--- Given data Enclosed Below ---

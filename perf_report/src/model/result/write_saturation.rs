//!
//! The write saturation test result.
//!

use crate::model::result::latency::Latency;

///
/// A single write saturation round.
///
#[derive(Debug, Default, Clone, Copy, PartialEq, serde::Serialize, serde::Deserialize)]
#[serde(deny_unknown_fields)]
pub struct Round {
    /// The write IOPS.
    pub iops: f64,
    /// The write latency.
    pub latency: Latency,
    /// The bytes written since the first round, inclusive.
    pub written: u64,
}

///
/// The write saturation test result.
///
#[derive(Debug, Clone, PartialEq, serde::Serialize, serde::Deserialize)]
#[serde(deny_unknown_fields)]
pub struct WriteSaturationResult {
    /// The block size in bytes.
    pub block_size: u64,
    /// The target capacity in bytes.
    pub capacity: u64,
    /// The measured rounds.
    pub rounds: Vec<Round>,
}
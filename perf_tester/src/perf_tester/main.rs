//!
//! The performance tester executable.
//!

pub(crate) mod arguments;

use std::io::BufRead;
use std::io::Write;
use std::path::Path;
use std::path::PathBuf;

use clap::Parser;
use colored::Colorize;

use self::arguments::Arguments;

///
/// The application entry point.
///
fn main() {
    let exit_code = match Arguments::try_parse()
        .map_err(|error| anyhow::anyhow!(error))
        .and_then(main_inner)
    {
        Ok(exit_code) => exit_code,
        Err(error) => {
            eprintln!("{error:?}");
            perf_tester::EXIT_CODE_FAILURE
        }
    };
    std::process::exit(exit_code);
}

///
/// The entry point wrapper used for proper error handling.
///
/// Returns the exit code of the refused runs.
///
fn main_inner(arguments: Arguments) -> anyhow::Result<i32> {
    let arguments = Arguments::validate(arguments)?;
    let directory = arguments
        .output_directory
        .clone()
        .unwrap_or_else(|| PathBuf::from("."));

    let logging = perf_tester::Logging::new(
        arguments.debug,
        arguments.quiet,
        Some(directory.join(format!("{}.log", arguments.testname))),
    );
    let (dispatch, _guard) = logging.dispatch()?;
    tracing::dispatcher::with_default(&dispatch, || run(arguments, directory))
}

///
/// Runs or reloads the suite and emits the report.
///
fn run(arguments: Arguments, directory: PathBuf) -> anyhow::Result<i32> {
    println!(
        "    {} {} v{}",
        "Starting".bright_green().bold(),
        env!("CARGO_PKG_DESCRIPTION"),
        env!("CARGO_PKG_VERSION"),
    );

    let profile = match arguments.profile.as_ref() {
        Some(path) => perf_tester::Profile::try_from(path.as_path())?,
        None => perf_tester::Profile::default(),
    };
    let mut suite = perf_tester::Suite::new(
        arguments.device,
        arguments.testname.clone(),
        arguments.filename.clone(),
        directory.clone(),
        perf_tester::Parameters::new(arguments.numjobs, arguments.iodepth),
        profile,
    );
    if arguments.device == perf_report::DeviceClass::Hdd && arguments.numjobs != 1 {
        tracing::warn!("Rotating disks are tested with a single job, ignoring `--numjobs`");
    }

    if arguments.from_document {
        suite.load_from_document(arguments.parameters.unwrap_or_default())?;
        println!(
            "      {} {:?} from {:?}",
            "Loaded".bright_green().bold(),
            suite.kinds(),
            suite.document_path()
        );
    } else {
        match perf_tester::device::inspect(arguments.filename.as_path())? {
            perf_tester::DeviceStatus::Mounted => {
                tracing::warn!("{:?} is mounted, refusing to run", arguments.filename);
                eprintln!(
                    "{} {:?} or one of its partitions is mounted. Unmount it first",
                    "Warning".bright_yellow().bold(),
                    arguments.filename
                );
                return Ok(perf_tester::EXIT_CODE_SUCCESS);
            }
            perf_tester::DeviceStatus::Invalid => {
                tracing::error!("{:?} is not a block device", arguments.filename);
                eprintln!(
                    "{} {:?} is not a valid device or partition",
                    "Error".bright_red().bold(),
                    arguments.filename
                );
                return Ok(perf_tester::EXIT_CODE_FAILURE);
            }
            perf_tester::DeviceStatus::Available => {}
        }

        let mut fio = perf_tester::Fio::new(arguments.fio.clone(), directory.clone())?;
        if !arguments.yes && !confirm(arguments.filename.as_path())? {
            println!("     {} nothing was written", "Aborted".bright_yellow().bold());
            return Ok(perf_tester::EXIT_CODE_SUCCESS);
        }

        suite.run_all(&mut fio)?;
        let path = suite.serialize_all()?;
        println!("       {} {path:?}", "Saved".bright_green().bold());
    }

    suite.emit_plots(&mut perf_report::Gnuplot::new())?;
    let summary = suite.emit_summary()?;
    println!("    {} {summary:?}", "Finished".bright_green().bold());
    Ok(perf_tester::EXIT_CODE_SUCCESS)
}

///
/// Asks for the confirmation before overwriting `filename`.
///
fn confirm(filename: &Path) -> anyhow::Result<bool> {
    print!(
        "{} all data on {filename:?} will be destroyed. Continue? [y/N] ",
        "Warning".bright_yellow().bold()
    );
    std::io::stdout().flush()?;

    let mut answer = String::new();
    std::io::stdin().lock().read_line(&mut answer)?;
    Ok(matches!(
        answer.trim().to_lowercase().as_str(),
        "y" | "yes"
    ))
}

--- End of Enclosed Given data ---

**Problem description**
Set down each record again, exactly as written.

**Result below**
filename perf_report/src/model/result/write_saturation.rs
//!
//! The write saturation test result.
//!

use crate::model::result::latency::Latency;

///
/// A single write saturation round.
///
#[derive(Debug, Default, Clone, Copy, PartialEq, serde::Serialize, serde::Deserialize)]
#[serde(deny_unknown_fields)]
pub struct Round {
    /// The write IOPS.
    pub iops: f64,
    /// The write latency.
    pub latency: Latency,
    /// The bytes written since the first round, inclusive.
    pub written: u64,
}

///
/// The write saturation test result.
///
#[derive(Debug, Clone, PartialEq, serde::Serialize, serde::Deserialize)]
#[serde(deny_unknown_fields)]
pub struct WriteSaturationResult {
    /// The block size in bytes.
    pub block_size: u64,
    /// The target capacity in bytes.
    pub capacity: u64,
    /// The measured rounds.
    pub rounds: Vec<Round>,
}
filename perf_tester/src/perf_tester/main.rs
//!
//! The performance tester executable.
//!

pub(crate) mod arguments;

use std::io::BufRead;
use std::io::Write;
use std::path::Path;
use std::path::PathBuf;

use clap::Parser;
use colored::Colorize;

use self::arguments::Arguments;

///
/// The application entry point.
///
fn main() {
    let exit_code = match Arguments::try_parse()
        .map_err(|error| anyhow::anyhow!(error))
        .and_then(main_inner)
    {
        Ok(exit_code) => exit_code,
        Err(error) => {
            eprintln!("{error:?}");
            perf_tester::EXIT_CODE_FAILURE
        }
    };
    std::process::exit(exit_code);
}

///
/// The entry point wrapper used for proper error handling.
///
/// Returns the exit code of the refused runs.
///
fn main_inner(arguments: Arguments) -> anyhow::Result<i32> {
    let arguments = Arguments::validate(arguments)?;
    let directory = arguments
        .output_directory
        .clone()
        .unwrap_or_else(|| PathBuf::from("."));

    let logging = perf_tester::Logging::new(
        arguments.debug,
        arguments.quiet,
        Some(directory.join(format!("{}.log", arguments.testname))),
    );
    let (dispatch, _guard) = logging.dispatch()?;
    tracing::dispatcher::with_default(&dispatch, || run(arguments, directory))
}

///
/// Runs or reloads the suite and emits the report.
///
fn run(arguments: Arguments, directory: PathBuf) -> anyhow::Result<i32> {
    println!(
        "    {} {} v{}",
        "Starting".bright_green().bold(),
        env!("CARGO_PKG_DESCRIPTION"),
        env!("CARGO_PKG_VERSION"),
    );

    let profile = match arguments.profile.as_ref() {
        Some(path) => perf_tester::Profile::try_from(path.as_path())?,
        None => perf_tester::Profile::default(),
    };
    let mut suite = perf_tester::Suite::new(
        arguments.device,
        arguments.testname.clone(),
        arguments.filename.clone(),
        directory.clone(),
        perf_tester::Parameters::new(arguments.numjobs, arguments.iodepth),
        profile,
    );
    if arguments.device == perf_report::DeviceClass::Hdd && arguments.numjobs != 1 {
        tracing::warn!("Rotating disks are tested with a single job, ignoring `--numjobs`");
    }

    if arguments.from_document {
        suite.load_from_document(arguments.parameters.unwrap_or_default())?;
        println!(
            "      {} {:?} from {:?}",
            "Loaded".bright_green().bold(),
            suite.kinds(),
            suite.document_path()
        );
    } else {
        match perf_tester::device::inspect(arguments.filename.as_path())? {
            perf_tester::DeviceStatus::Mounted => {
                tracing::warn!("{:?} is mounted, refusing to run", arguments.filename);
                eprintln!(
                    "{} {:?} or one of its partitions is mounted. Unmount it first",
                    "Warning".bright_yellow().bold(),
                    arguments.filename
                );
                return Ok(perf_tester::EXIT_CODE_SUCCESS);
            }
            perf_tester::DeviceStatus::Invalid => {
                tracing::error!("{:?} is not a block device", arguments.filename);
                eprintln!(
                    "{} {:?} is not a valid device or partition",
                    "Error".bright_red().bold(),
                    arguments.filename
                );
                return Ok(perf_tester::EXIT_CODE_FAILURE);
            }
            perf_tester::DeviceStatus::Available => {}
        }

        let mut fio = perf_tester::Fio::new(arguments.fio.clone(), directory.clone())?;
        if !arguments.yes && !confirm(arguments.filename.as_path())? {
            println!("     {} nothing was written", "Aborted".bright_yellow().bold());
            return Ok(perf_tester::EXIT_CODE_SUCCESS);
        }

        suite.run_all(&mut fio)?;
        let path = suite.serialize_all()?;
        println!("       {} {path:?}", "Saved".bright_green().bold());
    }

    suite.emit_plots(&mut perf_report::Gnuplot::new())?;
    let summary = suite.emit_summary()?;
    println!("    {} {summary:?}", "Finished".bright_green().bold());
    Ok(perf_tester::EXIT_CODE_SUCCESS)
}

///
/// Asks for the confirmation before overwriting `filename`.
///
fn confirm(filename: &Path) -> anyhow::Result<bool> {
    print!(
        "{} all data on {filename:?} will be destroyed. Continue? [y/N] ",
        "Warning".bright_yellow().bold()
    );
    std::io::stdout().flush()?;

    let mut answer = String::new();
    std::io::stdin().lock().read_line(&mut answer)?;
    Ok(matches!(
        answer.trim().to_lowercase().as_str(),
        "y" | "yes"
    ))
}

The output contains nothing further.